Дмитрий Орешкин: В его стратегическом сознании это возникает в 1930 году: нам нужно еще дивизий 40-50, чтобы ответить на вызов поляков, прибалтов и румын, а денег нет. Поэтому предлагаю без ложной скромности, как он пишет, увеличить производство водки как главного государствообразующего напитка. Тут же через две недели политбюро принимает решение о выкурке дополнительных 90 миллионов ведер спирта. В пропаганде сразу же снимаются антиалкогольные тезисы. Наоборот, товарищ Микоян говорит, цитируя Сталина, что "жить стало лучше, жить стало веселее, а раз веселее, то и выпить не грех". 90 миллионов выкурить не удалось, но все равно серьезно увеличилось производство водки, и практически в два раза выросло потребление спиртных напитков.

К 60-м годам это икнулось алкоголизацией населения. Товарищ Лигачев в 1987 году начинает бороться с зеленым змием, одновременно уничтожая базу экономики, потому что 25% всего товарооборота в 1987 году в СССР — это была водка. Соответственно, меньше стало поступать рублей от народа в казну. Мы этого не знаем, нам об этом никто не рассказывал. Мы просто знаем, что одно время жить стало лучше, веселее, а потом откуда-то взялся алкоголизм: с неба упал. Видимо, это и был удар в спину.

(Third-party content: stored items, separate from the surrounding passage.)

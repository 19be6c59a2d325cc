//! The JSON-superset value model the parser builds into.

use bigdecimal::BigDecimal;
use indexmap::IndexMap;
use std::fmt;

/// A parsed value.
///
/// Structurally a superset of JSON: integers narrower than 32 bits are
/// held as `Int`, wider ones as `Long`, and everything else numeric as
/// an arbitrary-precision `Decimal`. Mappings preserve insertion order.
#[derive(Clone, PartialEq)]
pub enum Value {
    /// Null value.
    Null,
    /// Boolean value.
    Bool(bool),
    /// 32-bit signed integer.
    Int(i32),
    /// 64-bit signed integer.
    Long(i64),
    /// Arbitrary-precision decimal number.
    Decimal(BigDecimal),
    /// UTF-8 string.
    String(String),
    /// Ordered sequence of values.
    Sequence(Vec<Value>),
    /// Insertion-ordered string-keyed mapping.
    Mapping(IndexMap<String, Value>),
}

impl Value {
    /// Returns `true` if this value is null.
    pub fn is_null(&self) -> bool {
        matches!(self, Value::Null)
    }

    /// Returns the boolean value if this is a `Bool`.
    pub fn as_bool(&self) -> Option<bool> {
        match self {
            Value::Bool(b) => Some(*b),
            _ => None,
        }
    }

    /// Returns the integer value widened to 64 bits if this is an integer.
    pub fn as_i64(&self) -> Option<i64> {
        match self {
            Value::Int(n) => Some(i64::from(*n)),
            Value::Long(n) => Some(*n),
            _ => None,
        }
    }

    /// Returns a reference to the decimal if this is a `Decimal`.
    pub fn as_decimal(&self) -> Option<&BigDecimal> {
        match self {
            Value::Decimal(d) => Some(d),
            _ => None,
        }
    }

    /// Returns a reference to the string if this is a `String`.
    pub fn as_str(&self) -> Option<&str> {
        match self {
            Value::String(s) => Some(s),
            _ => None,
        }
    }

    /// Returns a reference to the items if this is a `Sequence`.
    pub fn as_sequence(&self) -> Option<&Vec<Value>> {
        match self {
            Value::Sequence(items) => Some(items),
            _ => None,
        }
    }

    /// Returns a reference to the entries if this is a `Mapping`.
    pub fn as_mapping(&self) -> Option<&IndexMap<String, Value>> {
        match self {
            Value::Mapping(entries) => Some(entries),
            _ => None,
        }
    }

    /// The kind name used in error messages and default-tag derivation.
    pub fn kind_name(&self) -> &'static str {
        match self {
            Value::Null => "null",
            Value::Bool(_) => "bool",
            Value::Int(_) | Value::Long(_) => "int",
            Value::Decimal(_) => "float",
            Value::String(_) => "str",
            Value::Sequence(_) => "seq",
            Value::Mapping(_) => "map",
        }
    }

    /// Serialize to compact JSON text.
    ///
    /// Used for coercing non-string mapping keys. Decimals print in
    /// their plain notation.
    pub fn to_json_string(&self) -> String {
        let mut out = String::new();
        self.write_json(&mut out);
        out
    }

    fn write_json(&self, out: &mut String) {
        match self {
            Value::Null => out.push_str("null"),
            Value::Bool(b) => out.push_str(if *b { "true" } else { "false" }),
            Value::Int(n) => out.push_str(&n.to_string()),
            Value::Long(n) => out.push_str(&n.to_string()),
            Value::Decimal(d) => out.push_str(&d.to_string()),
            Value::String(s) => write_json_string(s, out),
            Value::Sequence(items) => {
                out.push('[');
                for (i, item) in items.iter().enumerate() {
                    if i > 0 {
                        out.push(',');
                    }
                    item.write_json(out);
                }
                out.push(']');
            }
            Value::Mapping(entries) => {
                out.push('{');
                for (i, (key, value)) in entries.iter().enumerate() {
                    if i > 0 {
                        out.push(',');
                    }
                    write_json_string(key, out);
                    out.push(':');
                    value.write_json(out);
                }
                out.push('}');
            }
        }
    }
}

/// Write a JSON string literal with the escapes JSON requires.
fn write_json_string(s: &str, out: &mut String) {
    out.push('"');
    for ch in s.chars() {
        match ch {
            '"' => out.push_str("\\\""),
            '\\' => out.push_str("\\\\"),
            '\n' => out.push_str("\\n"),
            '\r' => out.push_str("\\r"),
            '\t' => out.push_str("\\t"),
            '\x08' => out.push_str("\\b"),
            '\x0C' => out.push_str("\\f"),
            c if (c as u32) < 0x20 => {
                out.push_str(&format!("\\u{:04x}", c as u32));
            }
            c => out.push(c),
        }
    }
    out.push('"');
}

impl fmt::Debug for Value {
    fn fmt(&self, f: &mut fmt::Formatter<'_>) -> fmt::Result {
        match self {
            Value::Null => write!(f, "null"),
            Value::Bool(b) => write!(f, "{}", b),
            Value::Int(n) => write!(f, "{}", n),
            Value::Long(n) => write!(f, "{}L", n),
            Value::Decimal(d) => write!(f, "{}", d),
            Value::String(s) => write!(f, "{:?}", s),
            Value::Sequence(items) => f.debug_list().entries(items).finish(),
            Value::Mapping(entries) => f.debug_map().entries(entries).finish(),
        }
    }
}

impl From<bool> for Value {
    fn from(b: bool) -> Self {
        Value::Bool(b)
    }
}

impl From<i32> for Value {
    fn from(n: i32) -> Self {
        Value::Int(n)
    }
}

impl From<i64> for Value {
    fn from(n: i64) -> Self {
        Value::Long(n)
    }
}

impl From<BigDecimal> for Value {
    fn from(d: BigDecimal) -> Self {
        Value::Decimal(d)
    }
}

impl From<String> for Value {
    fn from(s: String) -> Self {
        Value::String(s)
    }
}

impl From<&str> for Value {
    fn from(s: &str) -> Self {
        Value::String(s.to_string())
    }
}

impl From<Vec<Value>> for Value {
    fn from(items: Vec<Value>) -> Self {
        Value::Sequence(items)
    }
}

impl From<IndexMap<String, Value>> for Value {
    fn from(entries: IndexMap<String, Value>) -> Self {
        Value::Mapping(entries)
    }
}

#[cfg(test)]
mod tests {
    use super::*;
    use std::str::FromStr;

    #[test]
    fn test_kind_names() {
        assert_eq!(Value::Null.kind_name(), "null");
        assert_eq!(Value::Int(1).kind_name(), "int");
        assert_eq!(Value::Long(1).kind_name(), "int");
        assert_eq!(
            Value::Decimal(BigDecimal::from_str("0.5").unwrap()).kind_name(),
            "float"
        );
        assert_eq!(Value::Sequence(vec![]).kind_name(), "seq");
    }

    #[test]
    fn test_json_string_escapes() {
        let v = Value::String("a\"b\\c\nd".to_string());
        assert_eq!(v.to_json_string(), r#""a\"b\\c\nd""#);
    }

    #[test]
    fn test_json_compound() {
        let mut map = IndexMap::new();
        map.insert(
            "k".to_string(),
            Value::Sequence(vec![Value::Int(1), Value::Null]),
        );
        assert_eq!(Value::Mapping(map).to_json_string(), r#"{"k":[1,null]}"#);
    }

    #[test]
    fn test_accessors() {
        assert_eq!(Value::Int(7).as_i64(), Some(7));
        assert_eq!(Value::Long(1 << 40).as_i64(), Some(1 << 40));
        assert_eq!(Value::Bool(true).as_bool(), Some(true));
        assert!(Value::Null.is_null());
        assert!(Value::Int(7).as_str().is_none());
    }
}
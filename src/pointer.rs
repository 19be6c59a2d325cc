//! JSON-pointer utility used to address nodes for tag lookup.

use crate::value::Value;

/// Escape a single reference token per RFC 6901.
pub fn escape_token(token: &str) -> String {
    token.replace('~', "~0").replace('/', "~1")
}

/// Append a mapping key to a pointer.
pub fn append_key(pointer: &str, key: &str) -> String {
    format!("{}/{}", pointer, escape_token(key))
}

/// Append a sequence index to a pointer.
pub fn append_index(pointer: &str, index: usize) -> String {
    format!("{}/{}", pointer, index)
}

/// Walk a value along a pointer. The empty pointer addresses the root.
pub fn resolve<'a>(root: &'a Value, pointer: &str) -> Option<&'a Value> {
    if pointer.is_empty() {
        return Some(root);
    }
    if !pointer.starts_with('/') {
        return None;
    }
    let mut node = root;
    for token in pointer[1..].split('/') {
        let token = token.replace("~1", "/").replace("~0", "~");
        node = match node {
            Value::Mapping(entries) => entries.get(&token)?,
            Value::Sequence(items) => {
                // No leading zeros, per RFC 6901 array indexing.
                if token.len() > 1 && token.starts_with('0') {
                    return None;
                }
                let index: usize = token.parse().ok()?;
                items.get(index)?
            }
            _ => return None,
        };
    }
    Some(node)
}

Лев Гудков: Цену этой системы мы сейчас только начинаем ощущать, не понимая, что происходит. У нас за последние 30 лет численность населения практически на одном и том же уровне. США выросли на 70 миллионов, ЕС – на 38 миллионов.

Сергей Медведев: И демографические, и алкогольные проблемы, и экономические диспропорции, и даже сам силовой менталитет, все огромные проблемы, которые осаждают Россию в XXI веке, были заложены именно Сталиным, тем самым "эффективным менеджером и мудрым руководителем". Самое главное, в чем преуспел Сталин в XXI веке: сейчас мы живем в эпоху фейков, в эпоху постправды, и этот фейк и постправда были заложены советским статистическим эпосом, о котором книга Дмитрия Орешкина. Все эти огромные дутые цифры туфты, на которых мы строим наше представление об успехах Советского Союза, закладывались именно тогда.